Through his consciousness, they flickered, the IPs of neural processors hooked into that network. He flipped through the directories, taking it all very deliberately, reminding himself every few seconds that he was a he not an it, a person and not one of those vast streams of 0s and 1s pressing in on all sides of him....

And then that IP registered, the same one the Spire’s databases logged as belonging to the Combatant Medusa: 2049:st9:i71f::088:201:4e1.

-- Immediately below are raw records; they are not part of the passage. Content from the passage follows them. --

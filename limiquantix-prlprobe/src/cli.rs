//! Command-line argument parsing.

use std::path::PathBuf;

use clap::{Parser, Subcommand};
use uuid::Uuid;

/// limiquantix prlprobe - Parallels adapter inspection tool
#[derive(Parser, Debug)]
#[command(name = "prlprobe")]
#[command(about = "limiquantix prlprobe - Parallels adapter inspection tool")]
#[command(version)]
pub struct Args {
    /// Path to configuration file (optional, defaults used if not found)
    #[arg(short, long, env = "PRLPROBE_CONFIG")]
    pub config: Option<String>,

    /// Log level (trace, debug, info, warn, error)
    #[arg(short, long, env = "PRLPROBE_LOG_LEVEL")]
    pub log_level: Option<String>,

    /// Log output format (pretty, json)
    #[arg(long)]
    pub log_format: Option<String>,

    /// Job wait timeout in milliseconds
    #[arg(long, env = "PRLPROBE_JOB_TIMEOUT_MS")]
    pub job_timeout_ms: Option<u64>,

    /// Domain inventory loaded into the mock SDK
    #[arg(short, long)]
    pub inventory: Option<PathBuf>,

    /// Override the detected host logical CPU count
    #[arg(long)]
    pub host_cpus: Option<usize>,

    #[command(subcommand)]
    pub command: Command,
}

#[derive(Subcommand, Debug, Clone, PartialEq, Eq)]
pub enum Command {
    /// Load every domain and print a summary line for each
    List,
    /// Load one domain and print its record as JSON
    Show {
        uuid: Uuid,
    },
    /// Load one domain, refresh it in place and print the refreshed record
    Refresh {
        uuid: Uuid,
    },
}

He flashed between his own body—that cold, numb thing slumped in a chair—and his consciousness in the foreign network. The net-send function in his neural processor triggered with a thought, and he locked onto Medusa’s IP just as it buzzed in his consciousness. Then he took the biggest risk of his life:

You dragged me through the dirt and killed me. I seek to avenge myself. Yours, the Deranged One. He enclosed the URL for his favorite VR sim dueling site and deposited it right there in Medusa’s neural processor.

Tom snapped back to himself, his body tingling all over with shock at the audacity of what he’d done. His hands were slick with sweat, his heart still pounding wildly in his chest. Had it worked? Had she received it?

There was only one way to find out.

He logged onto the internet and went to that URL, preparing himself for what might be a long, futile wait. His vision changed. Stone walls resolved into life around him, nooks set with rippling torches. Someone had already set up a duel, which meant Medusa was already here.

Tom started laughing, giddiness washing through him.

This was really happening. This was happening.

He shifted, and felt with surprise the rippling muscles across his skin. The neural processor was taking the ordinary parameters of the video game and interpreting it in three dimension for him. He looked down at his body. An information bubble registered the identity of his character: Siegfried, a legendary hero with unbeatable strength.

“I think you have a question to answer.”

The woman’s voice was deep, resonant. Tom whirled around to face her. The tall, muscular blond woman stood on the other side of the vast stone chamber, a curved basin with a fire between them. Her pale face flickered in the leaping flames, an information bubble identifying her for him: Brunhilde, a legendary Valkyrie who was forced out of Valhalla. She was queen of Iceland and the mightiest warrior in the world, apart from Siegfried, her true love and the one man capable of beating her.